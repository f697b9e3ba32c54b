//! Error types for the call bridge
//!
//! Three tiers, matching how far a failure reaches:
//!
//! - [`ProtocolError`]: the opcode stream itself is broken. Fatal to a remote
//!   connection.
//! - [`CallError`]: one export call could not complete.
//! - [`StorageError`] / [`AssetError`]: a single operation failed. The plugin
//!   gets a sentinel reply and a log entry; nothing unwinds.

use std::io;

use gridwell_core::{ValueError, WireError};
use thiserror::Error;

use crate::opcode::Opcode;

/// Malformed request from a plugin.
#[derive(Error, Debug)]
pub enum ProtocolError {
    #[error("wire error: {0}")]
    Wire(#[from] WireError),

    #[error("unknown opcode {0}")]
    UnknownOpcode(u64),

    #[error("{op}: expected {expected} argument(s), got {actual}")]
    ArgCount {
        op: Opcode,
        expected: usize,
        actual: usize,
    },

    #[error("{op}: argument {index}: {source}")]
    ArgType {
        op: Opcode,
        index: usize,
        #[source]
        source: ValueError,
    },
}

impl ProtocolError {
    /// True when the peer simply went away.
    pub fn is_disconnect(&self) -> bool {
        matches!(self, ProtocolError::Wire(e) if e.is_disconnect())
    }
}

/// Failure of a single export call.
#[derive(Error, Debug)]
pub enum CallError {
    /// Remote plugin is not (or no longer) connected.
    #[error("no connection")]
    NoConnection,

    /// No in-process module is loaded for this plugin.
    #[error("no module loaded")]
    NoModule,

    #[error("plugin has no export '{0}'")]
    UnknownExport(String),

    #[error("argument {index} of '{function}': {source}")]
    Argument {
        function: String,
        index: usize,
        #[source]
        source: ValueError,
    },

    #[error("protocol error: {0}")]
    Protocol(#[from] ProtocolError),

    /// The export ran and reported failure.
    #[error("export '{function}' failed: {message}")]
    Export { function: String, message: String },

    /// A plugin tried to sub-render itself.
    #[error("plugin '{0}' is already rendering")]
    Reentrant(String),
}

impl CallError {
    /// Errors after which the connection must be dropped.
    pub fn is_fatal(&self) -> bool {
        matches!(self, CallError::NoConnection | CallError::Protocol(_))
    }
}

impl From<WireError> for CallError {
    fn from(e: WireError) -> Self {
        CallError::Protocol(ProtocolError::Wire(e))
    }
}

/// Relational storage failure.
#[derive(Error, Debug, Clone, PartialEq, Eq)]
pub enum StorageError {
    #[error("storage is not available")]
    Unavailable,

    #[error("query failed: {0}")]
    Query(String),
}

/// Asset lookup failure.
#[derive(Error, Debug)]
pub enum AssetError {
    #[error("no asset directory configured")]
    NotConfigured,

    #[error("invalid asset path '{0}'")]
    InvalidPath(String),

    #[error("asset '{path}': {source}")]
    Io {
        path: String,
        #[source]
        source: io::Error,
    },
}

/// Result type for export calls.
pub type CallResult<T> = std::result::Result<T, CallError>;
/// Serve one request from `plugin`.
pub fn dispatch(
    state: &mut HostState,
    plugin: &str,
    request: HostRequest,
    sub: &mut dyn SubRender,
) -> Reply {
    use HostRequest as R;

    match request {
        // ─────────────────────────────────────────────────────────────────────
        // Host info
        // ─────────────────────────────────────────────────────────────────────
        R::Log { level, text } => {
            state.log.push(plugin, LogLevel::from_i64(level), text);
            Reply::ok()
        }
        R::Time => Reply::value(state.elapsed()),
        R::WindowSize => {
            let window = state.levels.window();
            Reply::value(window.width).with(window.height)
        }
        R::Translate { key } => Reply::value(state.translations.get(&key)),
        R::ReadAsset { path } => match state.assets.read(&path) {
            Ok(bytes) => Reply::value(bytes),
            Err(e) => fail(state, plugin, e.to_string()),
        },
        R::CellSize => Reply::value(state.cell_px),

        // ─────────────────────────────────────────────────────────────────────
        // Storage
        // ─────────────────────────────────────────────────────────────────────
        R::SqlExecute { sql, params } => match state.storage.execute(&sql, &params) {
            Ok(n) => Reply::status(i64::try_from(n).unwrap_or(i64::MAX)),
            Err(e) => fail(state, plugin, e.to_string()),
        },
        R::SqlQuery { sql, params } => match state.storage.query(&sql, &params) {
            Ok(rows) => Reply {
                status: rows.len() as i64,
                values: rows
                    .iter()
                    .map(|row| TypedArg::Bytes(wire::encode_args(row)))
                    .collect(),
            },
            Err(e) => fail(state, plugin, e.to_string()),
        },
        R::SqlLastInsertId => Reply::value(state.storage.last_insert_id()),
        R::SqlChanges => Reply::value(i64::try_from(state.storage.changes()).unwrap_or(i64::MAX)),
        R::SqlLastError => Reply::value(state.storage.last_error()),

        // ─────────────────────────────────────────────────────────────────────
        // Div tree
        // ─────────────────────────────────────────────────────────────────────
        R::DivStart { name, grid } => {
            state.crop = None;
            // Out of range rects still open a div so the matching DivEnd
            // stays balanced.
            let (bounded, in_range) = bounded_grid(grid);
            let memory = &state.memory;
            state.levels.current_mut().div_start(&name, bounded, memory);
            if in_range {
                Reply::ok()
            } else {
                fail(
                    state,
                    plugin,
                    format!(
                        "div '{name}' grid {}x{}+{}+{} exceeds {MAX_GRID_INDEX} cells, clamped",
                        grid.w, grid.h, grid.x, grid.y
                    ),
                )
            }
        }
        R::DivEnd => {
            state.crop = None;
            match state.levels.current_mut().div_end() {
                Ok(()) => Reply::ok(),
                Err(e) => fail(state, plugin, e.to_string()),
            }
        }
        R::DivCol {
            index,
            min,
            max,
            resize,
        } => set_grid(state, plugin, Axis::X, index, min, max, &resize),
        R::DivRow {
            index,
            min,
            max,
            resize,
        } => set_grid(state, plugin, Axis::Y, index, min, max, &resize),
        R::DivInfo => {
            let (canvas, crop) = state.levels.current_mut().tree.info();
            Reply::from_values(
                canvas
                    .to_pixels()
                    .into_iter()
                    .chain(crop.to_pixels())
                    .map(TypedArg::Int64),
            )
        }
        R::ScrollInfo => {
            let s = state.levels.current_mut().tree.scroll_info();
            Reply::value(s.offset[0])
                .with(s.offset[1])
                .with(s.content[0])
                .with(s.content[1])
                .with(s.view[0])
                .with(s.view[1])
        }
        R::SetScroll { x, y } => {
            state.levels.current_mut().tree.set_scroll(x, y);
            Reply::ok()
        }
        R::DivInput => Reply::value(i64::from(state.levels.current().tree.touch().bits())),
        R::DivEnable { flags } => {
            let flags = DivFlags::from_bits_truncate(flags as u32);
            match state.levels.current_mut().tree.enable(flags) {
                Ok(()) => Reply::ok(),
                Err(e) => fail(state, plugin, e.to_string()),
            }
        }
        R::GridInfo { axis, index } => {
            let (Some(axis), Some(index)) = (Axis::from_i64(axis), grid_index(index)) else {
                return fail(state, plugin, format!("invalid grid query ({axis}, {index})"));
            };
            let px = state.levels.current_mut().tree.grid_output(axis, index);
            Reply::value(i64::from(px))
        }

        // ─────────────────────────────────────────────────────────────────────
        // Dialogs
        // ─────────────────────────────────────────────────────────────────────
        R::DialogOpen { name, anchor, size } => {
            let opened = state
                .levels
                .open(&name, AnchorKind::from_i64(anchor), Size::new(size.0, size.1));
            Reply::flag(opened)
        }
        R::DialogStart { name } => {
            state.crop = None;
            Reply::flag(state.levels.start(&name))
        }
        R::DialogEnd => {
            state.crop = None;
            match state.levels.end() {
                Ok(()) => Reply::ok(),
                Err(e) => fail(state, plugin, e.to_string()),
            }
        }
        R::DialogClose { name } => {
            if name.is_empty() {
                state.levels.close_all(&mut state.memory);
            } else if let Err(e) = state.levels.close(&name, &mut state.memory) {
                tracing::debug!(plugin, error = %e, "close ignored");
            }
            Reply::ok()
        }

        // ─────────────────────────────────────────────────────────────────────
        // Paint
        // ─────────────────────────────────────────────────────────────────────
        R::PaintRect {
            rect,
            color: c,
            border,
        } => paint(state, |buf, frame| {
            buf.stroke_rect(frame.rect(rect), color(c), border.max(0.0))
        }),
        R::PaintLine {
            from,
            to,
            color: c,
            width,
        } => paint(state, |buf, frame| {
            buf.line(frame.point(from), frame.point(to), color(c), width.max(0.0))
        }),
        R::PaintCircle {
            center,
            radius,
            color: c,
            border,
        } => paint(state, |buf, frame| {
            buf.circle(
                frame.point(center),
                frame.length(radius.max(0.0)),
                color(c),
                border.max(0.0),
            )
        }),
        R::PaintImage { rect, path, tint } => paint(state, |buf, frame| {
            buf.image(path, frame.rect(rect), color(tint))
        }),
        R::PaintText {
            rect,
            text,
            color: c,
            size,
            align,
        } => paint(state, |buf, frame| {
            buf.text(
                text,
                frame.rect(rect),
                color(c),
                size.max(0.0),
                TextAlign::from_i64(align),
            )
        }),
        R::PaintCrop { rect } => {
            let level = state.current_level_index();
            let tree = &mut state.levels.current_mut().tree;
            let frame = tree.paint_frame();
            state.crop = Some(CropOverride {
                level,
                div: tree.current(),
                rect: frame.rect(rect).intersection(&frame.crop),
            });
            Reply::ok()
        }
        R::TextWidth { text, size } => Reply::value(state.metrics.text_width(&text, size)),
        R::TextCells { text, size } => {
            let px = state.metrics.text_width(&text, size);
            Reply::value(px / state.levels.cell_px().max(f32::EPSILON))
        }

        // ─────────────────────────────────────────────────────────────────────
        // Return buffers
        // ─────────────────────────────────────────────────────────────────────
        R::SetReturn { bytes } => {
            state.pending.set(bytes);
            Reply::ok()
        }
        R::AppendReturn { bytes } => {
            state.pending.append(&bytes);
            Reply::ok()
        }
        R::ClearReturn => {
            state.pending.clear();
            Reply::ok()
        }

        // ─────────────────────────────────────────────────────────────────────
        // Drag and drop
        // ─────────────────────────────────────────────────────────────────────
        R::DragSource { payload } => {
            let dragging = state
                .levels
                .current()
                .tree
                .touch()
                .contains(TouchFlags::DOWN);
            if dragging {
                state.drag = Some(DragPayload {
                    plugin: plugin.to_owned(),
                    bytes: payload,
                });
            }
            Reply::flag(dragging)
        }
        R::DropTarget => {
            let over = state
                .levels
                .current()
                .tree
                .touch()
                .contains(TouchFlags::HOVER);
            if over && state.input.released {
                if let Some(drag) = state.drag.take() {
                    tracing::debug!(from = %drag.plugin, to = plugin, "drop");
                    return Reply::flag(true).with(drag.bytes);
                }
            }
            Reply::flag(false)
        }

        // ─────────────────────────────────────────────────────────────────────
        // Composition
        // ─────────────────────────────────────────────────────────────────────
        R::SubRender { plugin: target } => {
            state.crop = None;
            let rendered = sub.sub_render(state, plugin, &target);
            state.crop = None;
            Reply::flag(rendered)
        }
        R::RenderDone { value } => {
            state.pending.set_primary(value);
            Reply::ok()
        }
    }
}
____
— Problem requirements —
Go through the data line by line and say how many lines contain "function". Give the number alone.

— Result for this exercise —
4